Look through the records, and wherever the string "unread" turns up, copy out that line.

※

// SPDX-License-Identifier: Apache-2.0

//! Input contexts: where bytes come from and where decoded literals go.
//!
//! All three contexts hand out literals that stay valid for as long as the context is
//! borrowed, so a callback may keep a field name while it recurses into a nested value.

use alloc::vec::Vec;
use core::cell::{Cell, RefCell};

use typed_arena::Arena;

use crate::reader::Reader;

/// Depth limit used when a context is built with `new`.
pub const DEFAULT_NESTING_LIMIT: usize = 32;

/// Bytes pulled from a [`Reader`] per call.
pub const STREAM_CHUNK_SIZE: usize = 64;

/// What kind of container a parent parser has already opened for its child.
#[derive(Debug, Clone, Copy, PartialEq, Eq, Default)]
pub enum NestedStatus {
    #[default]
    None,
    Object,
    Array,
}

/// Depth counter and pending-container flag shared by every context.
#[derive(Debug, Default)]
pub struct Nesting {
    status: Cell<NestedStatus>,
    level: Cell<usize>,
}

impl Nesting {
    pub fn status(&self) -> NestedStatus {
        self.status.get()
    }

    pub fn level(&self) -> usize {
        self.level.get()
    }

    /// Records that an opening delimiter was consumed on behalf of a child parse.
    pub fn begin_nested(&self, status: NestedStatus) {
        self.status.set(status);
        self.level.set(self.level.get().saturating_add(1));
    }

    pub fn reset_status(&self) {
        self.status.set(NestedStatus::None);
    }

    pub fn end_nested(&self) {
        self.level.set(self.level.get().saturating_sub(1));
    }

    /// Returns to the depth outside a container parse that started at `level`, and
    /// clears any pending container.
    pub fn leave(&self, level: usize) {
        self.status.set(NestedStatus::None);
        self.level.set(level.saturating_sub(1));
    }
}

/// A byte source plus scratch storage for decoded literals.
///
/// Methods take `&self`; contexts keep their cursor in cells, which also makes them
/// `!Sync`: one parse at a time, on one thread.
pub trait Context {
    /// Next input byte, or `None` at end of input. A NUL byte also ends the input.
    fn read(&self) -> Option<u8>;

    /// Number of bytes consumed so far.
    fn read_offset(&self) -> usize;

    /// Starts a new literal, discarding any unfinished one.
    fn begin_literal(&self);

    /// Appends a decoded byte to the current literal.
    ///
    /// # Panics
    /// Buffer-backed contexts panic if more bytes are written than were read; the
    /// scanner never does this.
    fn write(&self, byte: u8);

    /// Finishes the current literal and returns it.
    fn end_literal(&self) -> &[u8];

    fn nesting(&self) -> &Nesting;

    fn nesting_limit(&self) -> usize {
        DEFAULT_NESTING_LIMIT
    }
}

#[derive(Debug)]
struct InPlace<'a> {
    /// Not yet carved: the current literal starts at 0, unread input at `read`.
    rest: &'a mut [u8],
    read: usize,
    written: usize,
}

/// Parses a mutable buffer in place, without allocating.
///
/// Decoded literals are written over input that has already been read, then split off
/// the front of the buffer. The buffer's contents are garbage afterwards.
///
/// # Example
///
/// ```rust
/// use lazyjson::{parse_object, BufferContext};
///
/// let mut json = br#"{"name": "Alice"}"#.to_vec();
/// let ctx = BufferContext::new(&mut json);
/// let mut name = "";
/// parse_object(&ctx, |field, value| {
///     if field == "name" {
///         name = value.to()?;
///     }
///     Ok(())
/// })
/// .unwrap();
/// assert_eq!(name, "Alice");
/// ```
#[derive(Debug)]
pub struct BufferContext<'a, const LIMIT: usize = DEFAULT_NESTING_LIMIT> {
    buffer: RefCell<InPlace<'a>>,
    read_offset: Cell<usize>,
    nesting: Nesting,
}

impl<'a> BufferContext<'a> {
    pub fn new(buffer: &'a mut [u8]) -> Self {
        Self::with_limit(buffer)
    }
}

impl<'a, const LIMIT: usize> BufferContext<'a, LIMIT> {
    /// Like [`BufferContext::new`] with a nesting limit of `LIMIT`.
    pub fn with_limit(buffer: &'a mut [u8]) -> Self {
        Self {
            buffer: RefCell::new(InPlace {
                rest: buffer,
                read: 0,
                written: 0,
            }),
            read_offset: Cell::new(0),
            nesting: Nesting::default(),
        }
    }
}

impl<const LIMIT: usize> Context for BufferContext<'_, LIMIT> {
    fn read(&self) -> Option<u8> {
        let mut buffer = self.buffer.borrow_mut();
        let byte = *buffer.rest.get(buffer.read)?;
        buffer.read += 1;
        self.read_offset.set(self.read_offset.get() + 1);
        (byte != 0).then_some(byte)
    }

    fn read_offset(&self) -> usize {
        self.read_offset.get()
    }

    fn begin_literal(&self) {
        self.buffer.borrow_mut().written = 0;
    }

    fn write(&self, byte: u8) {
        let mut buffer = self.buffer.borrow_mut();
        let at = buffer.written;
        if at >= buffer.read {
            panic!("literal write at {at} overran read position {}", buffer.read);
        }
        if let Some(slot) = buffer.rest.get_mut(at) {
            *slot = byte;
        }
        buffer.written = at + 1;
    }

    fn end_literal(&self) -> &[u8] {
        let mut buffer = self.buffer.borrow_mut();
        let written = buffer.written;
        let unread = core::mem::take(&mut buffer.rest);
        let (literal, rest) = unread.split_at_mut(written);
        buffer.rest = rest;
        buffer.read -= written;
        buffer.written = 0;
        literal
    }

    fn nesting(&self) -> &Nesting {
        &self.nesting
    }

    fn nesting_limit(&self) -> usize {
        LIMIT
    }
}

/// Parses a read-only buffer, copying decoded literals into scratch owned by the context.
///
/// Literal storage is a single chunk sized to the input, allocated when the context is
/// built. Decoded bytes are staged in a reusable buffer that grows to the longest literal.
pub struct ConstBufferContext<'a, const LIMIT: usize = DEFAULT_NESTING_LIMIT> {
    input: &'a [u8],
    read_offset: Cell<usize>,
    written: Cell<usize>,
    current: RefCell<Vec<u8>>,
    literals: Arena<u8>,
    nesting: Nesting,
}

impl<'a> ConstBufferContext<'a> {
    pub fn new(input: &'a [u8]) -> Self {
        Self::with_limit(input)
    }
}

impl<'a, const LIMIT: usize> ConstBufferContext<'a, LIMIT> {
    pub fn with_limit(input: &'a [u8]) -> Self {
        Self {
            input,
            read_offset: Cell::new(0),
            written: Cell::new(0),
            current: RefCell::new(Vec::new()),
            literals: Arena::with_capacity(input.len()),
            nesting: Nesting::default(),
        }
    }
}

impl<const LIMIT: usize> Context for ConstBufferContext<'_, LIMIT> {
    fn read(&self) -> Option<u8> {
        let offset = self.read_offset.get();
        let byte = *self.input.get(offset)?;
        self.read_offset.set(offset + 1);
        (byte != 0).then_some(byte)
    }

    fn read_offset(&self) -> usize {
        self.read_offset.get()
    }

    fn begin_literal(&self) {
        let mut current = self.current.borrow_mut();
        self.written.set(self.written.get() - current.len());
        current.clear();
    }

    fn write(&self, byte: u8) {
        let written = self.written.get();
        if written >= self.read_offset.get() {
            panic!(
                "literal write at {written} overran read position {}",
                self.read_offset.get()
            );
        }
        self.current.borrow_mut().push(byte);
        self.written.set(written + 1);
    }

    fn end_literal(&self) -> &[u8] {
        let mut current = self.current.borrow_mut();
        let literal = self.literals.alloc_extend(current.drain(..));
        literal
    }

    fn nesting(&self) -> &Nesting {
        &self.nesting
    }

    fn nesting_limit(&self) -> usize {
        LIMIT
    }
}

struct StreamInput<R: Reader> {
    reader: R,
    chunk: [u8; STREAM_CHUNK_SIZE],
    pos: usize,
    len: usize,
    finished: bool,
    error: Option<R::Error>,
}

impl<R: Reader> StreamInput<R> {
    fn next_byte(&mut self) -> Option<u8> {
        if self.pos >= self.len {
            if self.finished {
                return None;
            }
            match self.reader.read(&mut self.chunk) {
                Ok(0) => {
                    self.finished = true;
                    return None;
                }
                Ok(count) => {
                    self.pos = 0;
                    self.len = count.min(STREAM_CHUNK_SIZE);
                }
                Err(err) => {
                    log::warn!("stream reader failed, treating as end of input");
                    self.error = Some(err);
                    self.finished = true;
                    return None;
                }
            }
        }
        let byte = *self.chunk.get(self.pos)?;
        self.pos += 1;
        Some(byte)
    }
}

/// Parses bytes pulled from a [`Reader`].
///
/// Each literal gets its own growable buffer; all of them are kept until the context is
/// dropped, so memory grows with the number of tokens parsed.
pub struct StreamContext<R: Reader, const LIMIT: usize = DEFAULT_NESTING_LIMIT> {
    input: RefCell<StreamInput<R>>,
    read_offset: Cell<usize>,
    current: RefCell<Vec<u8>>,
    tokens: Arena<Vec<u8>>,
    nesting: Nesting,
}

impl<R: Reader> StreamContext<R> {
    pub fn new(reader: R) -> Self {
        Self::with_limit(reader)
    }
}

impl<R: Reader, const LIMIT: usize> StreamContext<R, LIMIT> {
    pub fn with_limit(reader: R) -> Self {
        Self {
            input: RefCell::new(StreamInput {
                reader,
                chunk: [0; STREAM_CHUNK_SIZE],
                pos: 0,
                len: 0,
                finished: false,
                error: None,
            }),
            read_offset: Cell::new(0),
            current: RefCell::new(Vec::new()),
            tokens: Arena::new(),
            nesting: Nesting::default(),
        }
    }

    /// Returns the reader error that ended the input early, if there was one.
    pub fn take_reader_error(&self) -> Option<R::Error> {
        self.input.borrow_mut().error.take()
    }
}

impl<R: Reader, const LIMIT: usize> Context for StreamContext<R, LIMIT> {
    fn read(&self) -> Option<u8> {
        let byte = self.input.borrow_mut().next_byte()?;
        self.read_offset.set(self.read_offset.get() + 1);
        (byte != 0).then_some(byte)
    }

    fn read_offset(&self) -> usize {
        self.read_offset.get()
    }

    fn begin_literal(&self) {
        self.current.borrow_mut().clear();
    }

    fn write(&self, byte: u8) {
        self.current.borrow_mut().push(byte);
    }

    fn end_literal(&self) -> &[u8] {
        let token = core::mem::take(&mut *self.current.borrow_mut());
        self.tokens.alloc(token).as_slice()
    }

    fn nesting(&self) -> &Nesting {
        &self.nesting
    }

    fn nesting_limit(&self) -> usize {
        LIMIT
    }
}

※

WORKED SOLUTION —
    /// Not yet carved: the current literal starts at 0, unread input at `read`.
        let unread = core::mem::take(&mut buffer.rest);
        let (literal, rest) = unread.split_at_mut(written);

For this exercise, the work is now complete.